1805 Peter Gustav Lejeune Dirichlet(13 Feb 1805; 5 May 1859 at age 54) German mathematician who made valuable contributions contributions to number theory, analysis, and mechanics. Dirichlet is best known for his papers on conditions for the convergence of trigonometric series and the use of the series to represent arbitrary functions. He also proposed in 1837 the modern definition of a function. In mechanics he investigated the equilibrium of systems and potential theory. This led him to the Dirichlet problem concerning harmonic functions with given boundary conditions. Dirichlet is considered the founder of the theory of Fourier series, having corrected the earlier mistakes of other workers on Fourier's writings.
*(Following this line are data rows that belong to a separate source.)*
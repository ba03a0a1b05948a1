//! Resource usage declarations for automatic barrier generation.
//!
//! A pass states *how* it touches each resource with a [`ResourceAccess`].
//! The access determines the layout, pipeline stages and memory access the
//! resource must be in while the pass runs, which is what the
//! synchronization manager compares between consecutive uses.

use crate::registry::ResourceHandle;
use crate::types::{
    AccessFlags, ImageLayout, PipelineStages, QueueType, ResourceKind, ResourceState,
};

/// How a resource is used within a pass.
#[derive(Debug, Clone, Copy, PartialEq, Eq, Hash)]
pub enum ResourceAccess {
    /// Written as color render target.
    ColorAttachmentWrite,
    /// Read and written as color render target (blending).
    ColorAttachmentReadWrite,
    /// Written as depth/stencil render target.
    DepthStencilWrite,
    /// Read-only depth testing.
    DepthStencilRead,
    /// Sampled or read in a fragment shader.
    FragmentShaderRead,
    /// Sampled or read in a compute shader.
    ComputeShaderRead,
    /// Written as storage image/buffer in a compute shader.
    ComputeShaderWrite,
    /// Read and written as storage image/buffer in a compute shader.
    ComputeShaderReadWrite,
    /// Source of a copy.
    TransferRead,
    /// Destination of a copy or clear.
    TransferWrite,
    /// Read as vertex buffer data.
    VertexBuffer,
    /// Read as index buffer data.
    IndexBuffer,
    /// Read as uniform buffer in vertex and fragment shaders.
    UniformRead,
    /// Read as indirect draw arguments.
    IndirectRead,
}

impl ResourceAccess {
    /// Check if this access writes the resource.
    pub fn is_write(self) -> bool {
        self.access().has_writes()
    }

    /// Check if this access reads the resource.
    pub fn is_read(self) -> bool {
        self.access().has_reads()
    }

    /// Image layout required by this access.
    pub fn layout(self) -> ImageLayout {
        match self {
            Self::ColorAttachmentWrite | Self::ColorAttachmentReadWrite => {
                ImageLayout::ColorAttachment
            }
            Self::DepthStencilWrite => ImageLayout::DepthStencilAttachment,
            Self::DepthStencilRead => ImageLayout::DepthStencilReadOnly,
            Self::FragmentShaderRead | Self::ComputeShaderRead => ImageLayout::ShaderReadOnly,
            Self::ComputeShaderWrite | Self::ComputeShaderReadWrite => ImageLayout::General,
            Self::TransferRead => ImageLayout::TransferSrc,
            Self::TransferWrite => ImageLayout::TransferDst,
            Self::VertexBuffer | Self::IndexBuffer | Self::UniformRead | Self::IndirectRead => {
                ImageLayout::Undefined
            }
        }
    }

    /// Pipeline stages at which the access happens.
    pub fn stages(self) -> PipelineStages {
        match self {
            Self::ColorAttachmentWrite | Self::ColorAttachmentReadWrite => {
                PipelineStages::COLOR_ATTACHMENT_OUTPUT
            }
            Self::DepthStencilWrite | Self::DepthStencilRead => {
                PipelineStages::EARLY_FRAGMENT_TESTS | PipelineStages::LATE_FRAGMENT_TESTS
            }
            Self::FragmentShaderRead => PipelineStages::FRAGMENT_SHADER,
            Self::ComputeShaderRead | Self::ComputeShaderWrite | Self::ComputeShaderReadWrite => {
                PipelineStages::COMPUTE_SHADER
            }
            Self::TransferRead | Self::TransferWrite => PipelineStages::TRANSFER,
            Self::VertexBuffer | Self::IndexBuffer => PipelineStages::VERTEX_INPUT,
            Self::UniformRead => PipelineStages::VERTEX_SHADER | PipelineStages::FRAGMENT_SHADER,
            Self::IndirectRead => PipelineStages::DRAW_INDIRECT,
        }
    }

    /// Memory access types performed.
    pub fn access(self) -> AccessFlags {
        match self {
            Self::ColorAttachmentWrite => AccessFlags::COLOR_ATTACHMENT_WRITE,
            Self::ColorAttachmentReadWrite => {
                AccessFlags::COLOR_ATTACHMENT_READ | AccessFlags::COLOR_ATTACHMENT_WRITE
            }
            Self::DepthStencilWrite => {
                AccessFlags::DEPTH_STENCIL_ATTACHMENT_READ
                    | AccessFlags::DEPTH_STENCIL_ATTACHMENT_WRITE
            }
            Self::DepthStencilRead => AccessFlags::DEPTH_STENCIL_ATTACHMENT_READ,
            Self::FragmentShaderRead | Self::ComputeShaderRead => AccessFlags::SHADER_READ,
            Self::ComputeShaderWrite => AccessFlags::SHADER_WRITE,
            Self::ComputeShaderReadWrite => AccessFlags::SHADER_READ | AccessFlags::SHADER_WRITE,
            Self::TransferRead => AccessFlags::TRANSFER_READ,
            Self::TransferWrite => AccessFlags::TRANSFER_WRITE,
            Self::VertexBuffer => AccessFlags::VERTEX_ATTRIBUTE_READ,
            Self::IndexBuffer => AccessFlags::INDEX_READ,
            Self::UniformRead => AccessFlags::UNIFORM_READ,
            Self::IndirectRead => AccessFlags::INDIRECT_COMMAND_READ,
        }
    }

    /// The state a resource of `kind` must be in for this access on `queue`.
    pub fn required_state(self, kind: ResourceKind, queue: QueueType) -> ResourceState {
        let layout = match kind {
            ResourceKind::Image => self.layout(),
            ResourceKind::Buffer => ImageLayout::Undefined,
        };
        ResourceState::new(layout, self.stages(), self.access()).on_queue(queue)
    }
}

/// Whether a pass reads, writes or reads and writes a resource.
///
/// This is the declared dependency role and is what frame-graph edges are
/// derived from. It is independent of the [`ResourceAccess`] memory flags:
/// a depth attachment written from scratch is declared as a write even
/// though depth testing reads it.
#[derive(Debug, Clone, Copy, PartialEq, Eq, Hash)]
pub enum UsageKind {
    Read,
    Write,
    ReadWrite,
}

impl UsageKind {
    pub fn reads(self) -> bool {
        matches!(self, Self::Read | Self::ReadWrite)
    }

    pub fn writes(self) -> bool {
        matches!(self, Self::Write | Self::ReadWrite)
    }

    /// Combine two declarations of the same resource by one pass.
    #[must_use]
    pub fn merge(self, other: Self) -> Self {
        if self == other {
            self
        } else {
            Self::ReadWrite
        }
    }
}

/// A resource access as declared on a pass, before resolution.
#[derive(Debug, Clone, Copy, PartialEq, Eq)]
pub struct DeclaredAccess {
    pub resource: ResourceHandle,
    pub kind: UsageKind,
    pub access: ResourceAccess,
}

/// A resolved usage of one resource by one frame-graph node.
///
/// Multiple declarations of the same resource by a pass are merged into a
/// single usage.
#[derive(Debug, Clone, Copy, PartialEq, Eq)]
pub struct ResourceUsage {
    pub resource: ResourceHandle,
    pub resource_kind: ResourceKind,
    pub kind: UsageKind,
    /// State the resource must be in while the node executes.
    pub state: ResourceState,
}

impl ResourceUsage {
    pub(crate) fn new(declared: &DeclaredAccess, resource_kind: ResourceKind, queue: QueueType) -> Self {
        Self {
            resource: declared.resource,
            resource_kind,
            kind: declared.kind,
            state: declared.access.required_state(resource_kind, queue),
        }
    }

    /// Fold another declaration of the same resource into this usage.
    ///
    /// Conflicting image layouts fall back to [`ImageLayout::General`].
    pub(crate) fn merge(&mut self, other: &ResourceUsage) {
        debug_assert_eq!(self.resource, other.resource);
        self.kind = self.kind.merge(other.kind);
        if self.state.layout != other.state.layout {
            self.state.layout = match self.resource_kind {
                ResourceKind::Image => ImageLayout::General,
                ResourceKind::Buffer => ImageLayout::Undefined,
            };
        }
        self.state.stages |= other.state.stages;
        self.state.access |= other.state.access;
    }
}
One of his students was Riemann. In 1855, he succeeded Carl Friedrich Gauss at the University of Göttingen.
*TIS He was precociously interested in mathematics, even using his pocket money to buy mathematical books before the age of 12. Because mathematics in Germany was at a low ebb he studied in Paris from 1822 to 1826. As he earned no doctorate the University of Cologne awarded one honoris causis so that he could teach in Germany. He was an excellent teacher. *VFR

1852 Johan Ludvig Emil Dreyer (13 Feb 1852, 14 Sep 1926) Danish astronomer who compiled the New General Catalogue of Nebulae and Clusters of Stars, (NGC) in 1888. When he became Director of the Armagh Observatory in 1882, financially it was destitute, with no prospect of replacing its aging instruments. Though Dreyer obtained a new 10-inch refractor by Grubb, the lack of funding for an assistant, precluded him from a continuation of traditional positional astronomy. Instead he concentrated on the compilation of observations made earlier. The NGC he listed 7840 objects and in its supplements (1895, 1908) he added a further 5386 objects. It still remains one of the standard reference catalogs.*TIS

1882 Tadeusz Banachiewicz (13 February 1882, Warsaw, Congress Poland, Russian Empire – 17 November 1954, Kraków) was a Polish astronomer, mathematician and geodesist.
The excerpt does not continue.